How to complete this task: Line by line, copy the material below exactly as given.

»»

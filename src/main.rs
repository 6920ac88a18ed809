// SPDX-License-Identifier: GPL-3.0-only
// Copyright (C) 2025 Brian Hetro <whee@smaertness.net>

//! Command-line interface for txt2tex.
//!
//! This binary provides the `txt2tex` command for converting a Signal text
//! export, plus its directory of exported attachments, into a LaTeX document.

use lexopt::prelude::*;
use snafu::{OptionExt, prelude::*};
use std::io::Write;
use std::path::{Path, PathBuf};
use txt2tex::pool::{CandidatePool, PoolError, ScanOrder};
use txt2tex::renderer::{self, RenderOptions, Rendered};
use txt2tex::report::{Report, ReportError};

/// Where to write the rendered document.
#[derive(Clone)]
enum OutputTarget {
    /// Write to the specified file.
    File(PathBuf),
    /// Write to stdout.
    Stdout,
}

struct Cli {
    input: Option<PathBuf>,
    output: Option<OutputTarget>,
    attachments: PathBuf,
    scan_order: ScanOrder,
    main_font: Option<String>,
    emoji_font: Option<String>,
    report: Option<PathBuf>,
    quiet: bool,
    dry_run: bool,
}

#[derive(Debug, Snafu)]
enum Error {
    #[snafu(display("failed to parse arguments: {source}"))]
    ParseArgs { source: lexopt::Error },

    #[snafu(display("an input file is required (see --help)"))]
    NoInputFile,

    #[snafu(display("{source}"))]
    LoadAttachments { source: PoolError },

    #[snafu(display("failed to read {}: {source}", path.display()))]
    ReadFile {
        path: PathBuf,
        source: std::io::Error,
    },

    #[snafu(display("failed to write {}: {source}", path.display()))]
    WriteFile {
        path: PathBuf,
        source: std::io::Error,
    },

    #[snafu(display("failed to write to stdout: {source}"))]
    WriteStdout { source: std::io::Error },

    #[snafu(display("{source}"))]
    SerializeReport { source: ReportError },

    #[snafu(display("failed to write report {}: {source}", path.display()))]
    WriteReport {
        path: PathBuf,
        source: std::io::Error,
    },
}

fn print_help() {
    println!(
        "\
{name} {version}
Convert Signal plain-text chat exports to LaTeX

Usage: {name} [OPTIONS] <INPUT>

Arguments:
  <INPUT>  Text export of the conversation

Options:
  -o, --output <OUTPUT>      Output file, or - for stdout (default: INPUT with .tex extension)
  -a, --attachments <DIR>    Directory of exported attachments (default: ./attachments)
      --fs-order             Match files in directory order instead of by sorted name
      --main-font <NAME>     Main document font (default: Latin Modern Roman)
      --emoji-font <NAME>    Font for emoji and other non-ASCII text (default: Segoe UI Emoji)
      --report <PATH>        Write a JSON report of attachment resolution

Other options:
  -q, --quiet                Suppress progress messages
  -n, --dry-run              Resolve attachments without writing the document
  -h, --help                 Print help
  -V, --version              Print version",
        name = env!("CARGO_PKG_NAME"),
        version = env!("CARGO_PKG_VERSION"),
    );
}

fn parse_args<I>(args: I) -> Result<Cli, lexopt::Error>
where
    I: IntoIterator,
    I::Item: Into<std::ffi::OsString>,
{
    let mut cli = Cli {
        input: None,
        output: None,
        attachments: PathBuf::from("./attachments"),
        scan_order: ScanOrder::FileName,
        main_font: None,
        emoji_font: None,
        report: None,
        quiet: false,
        dry_run: false,
    };

    let mut parser = lexopt::Parser::from_args(args);
    while let Some(arg) = parser.next()? {
        match arg {
            Short('o') | Long("output") => {
                let val: PathBuf = parser.value()?.parse()?;
                cli.output = Some(if val == Path::new("-") {
                    OutputTarget::Stdout
                } else {
                    OutputTarget::File(val)
                });
            }
            Short('a') | Long("attachments") => cli.attachments = parser.value()?.parse()?,
            Long("fs-order") => cli.scan_order = ScanOrder::Filesystem,
            Long("main-font") => cli.main_font = Some(parser.value()?.string()?),
            Long("emoji-font") => cli.emoji_font = Some(parser.value()?.string()?),
            Long("report") => cli.report = Some(parser.value()?.parse()?),
            Short('q') | Long("quiet") => cli.quiet = true,
            Short('n') | Long("dry-run") => cli.dry_run = true,
            Short('h') | Long("help") => {
                print_help();
                std::process::exit(0);
            }
            Short('V') | Long("version") => {
                println!("{} {}", env!("CARGO_PKG_NAME"), env!("CARGO_PKG_VERSION"));
                std::process::exit(0);
            }
            Value(val) if cli.input.is_none() => cli.input = Some(val.parse()?),
            _ => return Err(arg.unexpected()),
        }
    }

    Ok(cli)
}

fn main() -> Result<(), Error> {
    let cli = parse_args(std::env::args_os().skip(1)).context(ParseArgsSnafu)?;
    let input = require_input(&cli)?;

    // The attachment directory is loaded before the input is opened.
    let mut pool =
        CandidatePool::from_dir(&cli.attachments, cli.scan_order).context(LoadAttachmentsSnafu)?;
    let text = std::fs::read(&input).context(ReadFileSnafu { path: &input })?;

    let opts = make_render_options(&cli);
    let rendered = renderer::render_document(&text, &mut pool, &opts);

    if !cli.quiet {
        for outcome in rendered.attachments.iter().filter(|a| !a.is_matched()) {
            eprintln!(
                "Unmatched attachment on line {}: {}",
                outcome.line_number, outcome.line
            );
        }
    }

    let output = cli
        .output
        .clone()
        .unwrap_or_else(|| OutputTarget::File(output_path(&input)));
    write_document(&output, &rendered, &cli)?;

    if let Some(path) = &cli.report {
        write_report(path, &input, &rendered, &pool, &cli)?;
    }

    Ok(())
}

fn require_input(cli: &Cli) -> Result<PathBuf, Error> {
    cli.input.clone().context(NoInputFileSnafu)
}

/// Default output path: the input with its extension replaced by `.tex`.
///
/// A leading dot does not start an extension, so `.chat` becomes `.chat.tex`.
fn output_path(input: &Path) -> PathBuf {
    input.with_extension("tex")
}

/// Creates render options from CLI arguments.
fn make_render_options(cli: &Cli) -> RenderOptions {
    let defaults = RenderOptions::default();
    RenderOptions {
        main_font: cli.main_font.clone().unwrap_or(defaults.main_font),
        emoji_font: cli.emoji_font.clone().unwrap_or(defaults.emoji_font),
        attachment_prefix: renderer::attachment_prefix(&cli.attachments),
    }
}

/// Writes the rendered document to its target, honoring dry-run mode.
fn write_document(output: &OutputTarget, rendered: &Rendered, cli: &Cli) -> Result<(), Error> {
    let summary = format!(
        "{} attachments matched, {} unmatched",
        rendered.matched_count(),
        rendered.unmatched_count()
    );

    match output {
        OutputTarget::Stdout => {
            if cli.dry_run {
                eprintln!("Would output to stdout ({summary})");
            } else {
                std::io::stdout()
                    .lock()
                    .write_all(&rendered.document)
                    .context(WriteStdoutSnafu)?;
            }
        }
        OutputTarget::File(path) => {
            if cli.dry_run {
                eprintln!("Would write {} ({summary})", path.display());
            } else {
                std::fs::write(path, &rendered.document).context(WriteFileSnafu { path })?;
                if !cli.quiet {
                    eprintln!("Wrote {} ({summary})", path.display());
                }
            }
        }
    }

    Ok(())
}

/// Writes the JSON resolution report.
fn write_report(
    path: &Path,
    input: &Path,
    rendered: &Rendered,
    pool: &CandidatePool,
    cli: &Cli,
) -> Result<(), Error> {
    let report = Report::new(
        &input.display().to_string(),
        &cli.attachments.display().to_string(),
        &rendered.attachments,
        pool,
    );
    let mut json = report.to_json().context(SerializeReportSnafu)?;
    json.push('\n');

    if cli.dry_run {
        eprintln!("Would write report {}", path.display());
        return Ok(());
    }

    std::fs::write(path, json).context(WriteReportSnafu { path })?;
    if !cli.quiet {
        eprintln!("Wrote report {}", path.display());
    }
    Ok(())
}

««

Solved problem:
filename src/main.rs
repository 6920ac88a18ed809
// SPDX-License-Identifier: GPL-3.0-only
// Copyright (C) 2025 Brian Hetro <whee@smaertness.net>

//! Command-line interface for txt2tex.
//!
//! This binary provides the `txt2tex` command for converting a Signal text
//! export, plus its directory of exported attachments, into a LaTeX document.

use lexopt::prelude::*;
use snafu::{OptionExt, prelude::*};
use std::io::Write;
use std::path::{Path, PathBuf};
use txt2tex::pool::{CandidatePool, PoolError, ScanOrder};
use txt2tex::renderer::{self, RenderOptions, Rendered};
use txt2tex::report::{Report, ReportError};

/// Where to write the rendered document.
#[derive(Clone)]
enum OutputTarget {
    /// Write to the specified file.
    File(PathBuf),
    /// Write to stdout.
    Stdout,
}

struct Cli {
    input: Option<PathBuf>,
    output: Option<OutputTarget>,
    attachments: PathBuf,
    scan_order: ScanOrder,
    main_font: Option<String>,
    emoji_font: Option<String>,
    report: Option<PathBuf>,
    quiet: bool,
    dry_run: bool,
}

#[derive(Debug, Snafu)]
enum Error {
    #[snafu(display("failed to parse arguments: {source}"))]
    ParseArgs { source: lexopt::Error },

    #[snafu(display("an input file is required (see --help)"))]
    NoInputFile,

    #[snafu(display("{source}"))]
    LoadAttachments { source: PoolError },

    #[snafu(display("failed to read {}: {source}", path.display()))]
    ReadFile {
        path: PathBuf,
        source: std::io::Error,
    },

    #[snafu(display("failed to write {}: {source}", path.display()))]
    WriteFile {
        path: PathBuf,
        source: std::io::Error,
    },

    #[snafu(display("failed to write to stdout: {source}"))]
    WriteStdout { source: std::io::Error },

    #[snafu(display("{source}"))]
    SerializeReport { source: ReportError },

    #[snafu(display("failed to write report {}: {source}", path.display()))]
    WriteReport {
        path: PathBuf,
        source: std::io::Error,
    },
}

fn print_help() {
    println!(
        "\
{name} {version}
Convert Signal plain-text chat exports to LaTeX

Usage: {name} [OPTIONS] <INPUT>

Arguments:
  <INPUT>  Text export of the conversation

Options:
  -o, --output <OUTPUT>      Output file, or - for stdout (default: INPUT with .tex extension)
  -a, --attachments <DIR>    Directory of exported attachments (default: ./attachments)
      --fs-order             Match files in directory order instead of by sorted name
      --main-font <NAME>     Main document font (default: Latin Modern Roman)
      --emoji-font <NAME>    Font for emoji and other non-ASCII text (default: Segoe UI Emoji)
      --report <PATH>        Write a JSON report of attachment resolution

Other options:
  -q, --quiet                Suppress progress messages
  -n, --dry-run              Resolve attachments without writing the document
  -h, --help                 Print help
  -V, --version              Print version",
        name = env!("CARGO_PKG_NAME"),
        version = env!("CARGO_PKG_VERSION"),
    );
}

fn parse_args<I>(args: I) -> Result<Cli, lexopt::Error>
where
    I: IntoIterator,
    I::Item: Into<std::ffi::OsString>,
{
    let mut cli = Cli {
        input: None,
        output: None,
        attachments: PathBuf::from("./attachments"),
        scan_order: ScanOrder::FileName,
        main_font: None,
        emoji_font: None,
        report: None,
        quiet: false,
        dry_run: false,
    };

    let mut parser = lexopt::Parser::from_args(args);
    while let Some(arg) = parser.next()? {
        match arg {
            Short('o') | Long("output") => {
                let val: PathBuf = parser.value()?.parse()?;
                cli.output = Some(if val == Path::new("-") {
                    OutputTarget::Stdout
                } else {
                    OutputTarget::File(val)
                });
            }
            Short('a') | Long("attachments") => cli.attachments = parser.value()?.parse()?,
            Long("fs-order") => cli.scan_order = ScanOrder::Filesystem,
            Long("main-font") => cli.main_font = Some(parser.value()?.string()?),
            Long("emoji-font") => cli.emoji_font = Some(parser.value()?.string()?),
            Long("report") => cli.report = Some(parser.value()?.parse()?),
            Short('q') | Long("quiet") => cli.quiet = true,
            Short('n') | Long("dry-run") => cli.dry_run = true,
            Short('h') | Long("help") => {
                print_help();
                std::process::exit(0);
            }
            Short('V') | Long("version") => {
                println!("{} {}", env!("CARGO_PKG_NAME"), env!("CARGO_PKG_VERSION"));
                std::process::exit(0);
            }
            Value(val) if cli.input.is_none() => cli.input = Some(val.parse()?),
            _ => return Err(arg.unexpected()),
        }
    }

    Ok(cli)
}

fn main() -> Result<(), Error> {
    let cli = parse_args(std::env::args_os().skip(1)).context(ParseArgsSnafu)?;
    let input = require_input(&cli)?;

    // The attachment directory is loaded before the input is opened.
    let mut pool =
        CandidatePool::from_dir(&cli.attachments, cli.scan_order).context(LoadAttachmentsSnafu)?;
    let text = std::fs::read(&input).context(ReadFileSnafu { path: &input })?;

    let opts = make_render_options(&cli);
    let rendered = renderer::render_document(&text, &mut pool, &opts);

    if !cli.quiet {
        for outcome in rendered.attachments.iter().filter(|a| !a.is_matched()) {
            eprintln!(
                "Unmatched attachment on line {}: {}",
                outcome.line_number, outcome.line
            );
        }
    }

    let output = cli
        .output
        .clone()
        .unwrap_or_else(|| OutputTarget::File(output_path(&input)));
    write_document(&output, &rendered, &cli)?;

    if let Some(path) = &cli.report {
        write_report(path, &input, &rendered, &pool, &cli)?;
    }

    Ok(())
}

fn require_input(cli: &Cli) -> Result<PathBuf, Error> {
    cli.input.clone().context(NoInputFileSnafu)
}

/// Default output path: the input with its extension replaced by `.tex`.
///
/// A leading dot does not start an extension, so `.chat` becomes `.chat.tex`.
fn output_path(input: &Path) -> PathBuf {
    input.with_extension("tex")
}

/// Creates render options from CLI arguments.
fn make_render_options(cli: &Cli) -> RenderOptions {
    let defaults = RenderOptions::default();
    RenderOptions {
        main_font: cli.main_font.clone().unwrap_or(defaults.main_font),
        emoji_font: cli.emoji_font.clone().unwrap_or(defaults.emoji_font),
        attachment_prefix: renderer::attachment_prefix(&cli.attachments),
    }
}

/// Writes the rendered document to its target, honoring dry-run mode.
fn write_document(output: &OutputTarget, rendered: &Rendered, cli: &Cli) -> Result<(), Error> {
    let summary = format!(
        "{} attachments matched, {} unmatched",
        rendered.matched_count(),
        rendered.unmatched_count()
    );

    match output {
        OutputTarget::Stdout => {
            if cli.dry_run {
                eprintln!("Would output to stdout ({summary})");
            } else {
                std::io::stdout()
                    .lock()
                    .write_all(&rendered.document)
                    .context(WriteStdoutSnafu)?;
            }
        }
        OutputTarget::File(path) => {
            if cli.dry_run {
                eprintln!("Would write {} ({summary})", path.display());
            } else {
                std::fs::write(path, &rendered.document).context(WriteFileSnafu { path })?;
                if !cli.quiet {
                    eprintln!("Wrote {} ({summary})", path.display());
                }
            }
        }
    }

    Ok(())
}

/// Writes the JSON resolution report.
fn write_report(
    path: &Path,
    input: &Path,
    rendered: &Rendered,
    pool: &CandidatePool,
    cli: &Cli,
) -> Result<(), Error> {
    let report = Report::new(
        &input.display().to_string(),
        &cli.attachments.display().to_string(),
        &rendered.attachments,
        pool,
    );
    let mut json = report.to_json().context(SerializeReportSnafu)?;
    json.push('\n');

    if cli.dry_run {
        eprintln!("Would write report {}", path.display());
        return Ok(());
    }

    std::fs::write(path, json).context(WriteReportSnafu { path })?;
    if !cli.quiet {
        eprintln!("Wrote report {}", path.display());
    }
    Ok(())
}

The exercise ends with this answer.